* Materials provided
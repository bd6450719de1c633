//! Session storage.

use std::collections::HashMap;
use std::ops::RangeInclusive;
use std::sync::RwLock;

use rand::Rng;

use super::SessionId;
use crate::error::GameError;
use crate::game::{self, Outcome};
use crate::Result;

/// Range every secret number is drawn from.
pub const SECRET_RANGE: RangeInclusive<u8> = 1..=100;

/// Draw a uniformly random secret number from [`SECRET_RANGE`].
pub fn draw_secret() -> u8 {
    rand::rng().random_range(SECRET_RANGE)
}

/// Thread-safe mapping from session ID to the player's secret number.
///
/// Entries live for the lifetime of the store; nothing is ever evicted.
pub struct SessionStore {
    secrets: RwLock<HashMap<SessionId, u8>>,
}

impl SessionStore {
    /// Create a new empty session store.
    pub fn new() -> Self {
        Self {
            secrets: RwLock::new(HashMap::new()),
        }
    }

    /// Start a new game: generate an ID, draw a secret and store the pair.
    pub fn create(&self) -> Result<(SessionId, u8)> {
        let id = SessionId::generate();
        let secret = draw_secret();

        let mut secrets = self
            .secrets
            .write()
            .map_err(|_| GameError::LockPoisoned)?;

        secrets.insert(id, secret);
        Ok((id, secret))
    }

    /// Get the secret number for a session.
    pub fn get(&self, id: &SessionId) -> Result<Option<u8>> {
        let secrets = self
            .secrets
            .read()
            .map_err(|_| GameError::LockPoisoned)?;
        Ok(secrets.get(id).copied())
    }

    /// Check if a session exists.
    pub fn contains(&self, id: &SessionId) -> Result<bool> {
        let secrets = self
            .secrets
            .read()
            .map_err(|_| GameError::LockPoisoned)?;
        Ok(secrets.contains_key(id))
    }

    /// Replace the secret number of an existing session.
    ///
    /// Returns an error if the session doesn't exist.
    pub fn set(&self, id: &SessionId, secret: u8) -> Result<()> {
        let mut secrets = self
            .secrets
            .write()
            .map_err(|_| GameError::LockPoisoned)?;

        let slot = secrets
            .get_mut(id)
            .ok_or_else(|| GameError::SessionNotFound(id.to_string()))?;

        *slot = secret;
        Ok(())
    }

    /// Evaluate a guess and, on a win, re-draw the secret.
    ///
    /// The lookup, the evaluation and the re-draw happen under one write
    /// lock, so guesses for the same session are judged one at a time.
    /// Returns `None` if the session doesn't exist.
    pub fn play(&self, id: &SessionId, raw: &str) -> Result<Option<Outcome>> {
        self.play_with(id, raw, draw_secret)
    }

    /// Like [`play`](Self::play), with a custom source for the next secret.
    pub fn play_with<F>(&self, id: &SessionId, raw: &str, redraw: F) -> Result<Option<Outcome>>
    where
        F: FnOnce() -> u8,
    {
        let mut secrets = self
            .secrets
            .write()
            .map_err(|_| GameError::LockPoisoned)?;

        let Some(slot) = secrets.get_mut(id) else {
            return Ok(None);
        };

        let outcome = game::evaluate(*slot, raw);
        if outcome.is_correct() {
            *slot = redraw();
            tracing::debug!(session = %id, secret = *slot, "secret drawn");
        }

        Ok(Some(outcome))
    }

    /// Get the number of sessions in the store.
    pub fn count(&self) -> usize {
        self.secrets.read().map(|s| s.len()).unwrap_or(0)
    }
}

impl Default for SessionStore {
    fn default() -> Self {
        Self::new()
    }
}

#[cfg(test)]
mod tests {
    use super::*;

    #[test]
    fn test_draw_secret_in_range() {
        for _ in 0..10_000 {
            assert!(SECRET_RANGE.contains(&draw_secret()));
        }
    }

    #[test]
    fn test_draw_secret_covers_bounds() {
        let draws: Vec<u8> = (0..20_000).map(|_| draw_secret()).collect();
        assert!(draws.contains(&1));
        assert!(draws.contains(&100));
    }

    #[test]
    fn test_create_session() {
        let store = SessionStore::new();
        let (id, secret) = store.create().unwrap();

        assert!(store.contains(&id).unwrap());
        assert!(SECRET_RANGE.contains(&secret));
        assert_eq!(store.count(), 1);
    }

    #[test]
    fn test_get_session() {
        let store = SessionStore::new();
        let (id, secret) = store.create().unwrap();

        assert_eq!(store.get(&id).unwrap(), Some(secret));
    }

    #[test]
    fn test_get_nonexistent() {
        let store = SessionStore::new();
        let fake_id = SessionId::from_parts(42, 1);

        assert!(store.get(&fake_id).unwrap().is_none());
    }

    #[test]
    fn test_set_session() {
        let store = SessionStore::new();
        let (id, _) = store.create().unwrap();

        store.set(&id, 50).unwrap();
        assert_eq!(store.get(&id).unwrap(), Some(50));
        assert_eq!(store.count(), 1);
    }

    #[test]
    fn test_set_nonexistent() {
        let store = SessionStore::new();
        let fake_id = SessionId::from_parts(42, 1);

        let result = store.set(&fake_id, 50);
        assert!(matches!(result, Err(GameError::SessionNotFound(_))));
        assert_eq!(store.count(), 0);
    }

    #[test]
    fn test_play_wrong_guess_keeps_secret() {
        let store = SessionStore::new();
        let (id, _) = store.create().unwrap();
        store.set(&id, 50).unwrap();

        assert_eq!(store.play(&id, "70").unwrap(), Some(Outcome::TooHigh(70)));
        assert_eq!(store.play(&id, "abc").unwrap(), Some(Outcome::Invalid));
        assert_eq!(store.get(&id).unwrap(), Some(50));
    }

    #[test]
    fn test_play_win_redraws() {
        let store = SessionStore::new();
        let (id, _) = store.create().unwrap();
        store.set(&id, 50).unwrap();

        let outcome = store.play_with(&id, "50", || 7).unwrap();
        assert_eq!(outcome, Some(Outcome::Correct(50)));
        assert_eq!(store.get(&id).unwrap(), Some(7));
    }

    #[test]
    fn test_play_nonexistent() {
        let store = SessionStore::new();
        let fake_id = SessionId::from_parts(42, 1);

        assert_eq!(store.play(&fake_id, "50").unwrap(), None);
        assert_eq!(store.count(), 0);
    }

    #[test]
    fn test_concurrent_guesses_same_session() {
        use std::sync::{Arc, Barrier};
        use std::thread;

        const GUESSERS: usize = 16;

        for _ in 0..50 {
            let store = Arc::new(SessionStore::new());
            let (id, _) = store.create().unwrap();
            store.set(&id, 50).unwrap();

            let barrier = Arc::new(Barrier::new(GUESSERS));
            let handles: Vec<_> = (0..GUESSERS)
                .map(|_| {
                    let store = Arc::clone(&store);
                    let barrier = Arc::clone(&barrier);
                    thread::spawn(move || {
                        barrier.wait();
                        store.play_with(&id, "50", || 10).unwrap().unwrap()
                    })
                })
                .collect();

            let outcomes: Vec<Outcome> = handles.into_iter().map(|h| h.join().unwrap()).collect();

            // Only the first guess in line sees 50; the rest see the re-draw
            let wins = outcomes.iter().filter(|o| o.is_correct()).count();
            assert_eq!(wins, 1);
            assert!(outcomes
                .iter()
                .all(|o| *o == Outcome::Correct(50) || *o == Outcome::TooHigh(50)));
            assert_eq!(store.get(&id).unwrap(), Some(10));
        }
    }

    #[test]
    fn test_stores_are_isolated() {
        let a = SessionStore::new();
        let b = SessionStore::new();
        let (id, _) = a.create().unwrap();

        assert!(!b.contains(&id).unwrap());
    }

    #[test]
    fn test_concurrent_access() {
        use std::sync::Arc;
        use std::thread;

        let store = Arc::new(SessionStore::new());
        let mut handles = vec![];

        // Spawn 100 threads that each create and then re-draw a session
        for _ in 0..100 {
            let store = Arc::clone(&store);
            handles.push(thread::spawn(move || {
                let (id, _) = store.create().unwrap();
                store.set(&id, draw_secret()).unwrap();
                id
            }));
        }

        let ids: Vec<SessionId> = handles.into_iter().map(|h| h.join().unwrap()).collect();

        // All IDs should be unique
        let unique: std::collections::HashSet<_> = ids.iter().collect();
        assert_eq!(unique.len(), 100);

        assert_eq!(store.count(), 100);
        for id in &ids {
            let secret = store.get(id).unwrap().unwrap();
            assert!(SECRET_RANGE.contains(&secret));
        }
    }
}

* Task description
Beginning with the line that has "assert_eq!(store.get(&id).unwrap(), Some(10));" and ending with the line that has "let (id, _) = a.create().unwrap();", set down the lines above exactly and include no others.

* Task result
            assert_eq!(store.get(&id).unwrap(), Some(10));
        }
    }

    #[test]
    fn test_stores_are_isolated() {
        let a = SessionStore::new();
        let b = SessionStore::new();
        let (id, _) = a.create().unwrap();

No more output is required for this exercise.